Recorded data
Segment Open

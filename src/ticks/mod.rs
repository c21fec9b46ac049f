//=============================================
// fiberhost/src/ticks/mod.rs
//=============================================
// Author: Fiberhost Contributors
// License: MIT
// Goal: Drive-tick sources
// Objective: Abstract the host's persistent periodic callback facility
//=============================================

//! Drive ticks.
//!
//! A tick source hands out a persistent subscription: the callback fires
//! repeatedly on the host thread without being re-armed. Every firing is
//! expected to perform exactly one switch into the embedded context.

pub mod interval;
pub mod manual;
pub mod uv;

pub use interval::IntervalTicks;
pub use manual::ManualTicks;
pub use uv::UvIdleTicks;

use std::sync::atomic::{AtomicU64, Ordering};

use crate::error::TickError;

/// Callback run on every tick.
pub type TickFn = Box<dyn FnMut()>;

/// Host facility that fires a callback periodically on the host thread.
pub trait TickSource {
    fn name(&self) -> &'static str;

    /// Registers `tick` for every future firing.
    fn subscribe(&mut self, tick: TickFn) -> Result<TickHandle, TickError>;
}

/// Record of a tick subscription.
///
/// Subscriptions are never cancelled; the handle only identifies one.
#[derive(Debug, Clone, PartialEq, Eq)]
pub struct TickHandle {
    source: &'static str,
    id: u64,
}

impl TickHandle {
    pub(crate) fn new(source: &'static str) -> Self {
        static NEXT_ID: AtomicU64 = AtomicU64::new(1);
        Self {
            source,
            id: NEXT_ID.fetch_add(1, Ordering::Relaxed),
        }
    }

    pub fn source(&self) -> &'static str {
        self.source
    }

    pub fn id(&self) -> u64 {
        self.id
    }
}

Segment Closed

_Activity:_
Repeat exactly the lines above from the one with "pub(crate) fn new(source: &'static" up to and including the one with "pub fn source(&self)". No other line belongs in the reply.

_Response to this task:_
    pub(crate) fn new(source: &'static str) -> Self {
        static NEXT_ID: AtomicU64 = AtomicU64::new(1);
        Self {
            source,
            id: NEXT_ID.fetch_add(1, Ordering::Relaxed),
        }
    }

    pub fn source(&self) -> &'static str {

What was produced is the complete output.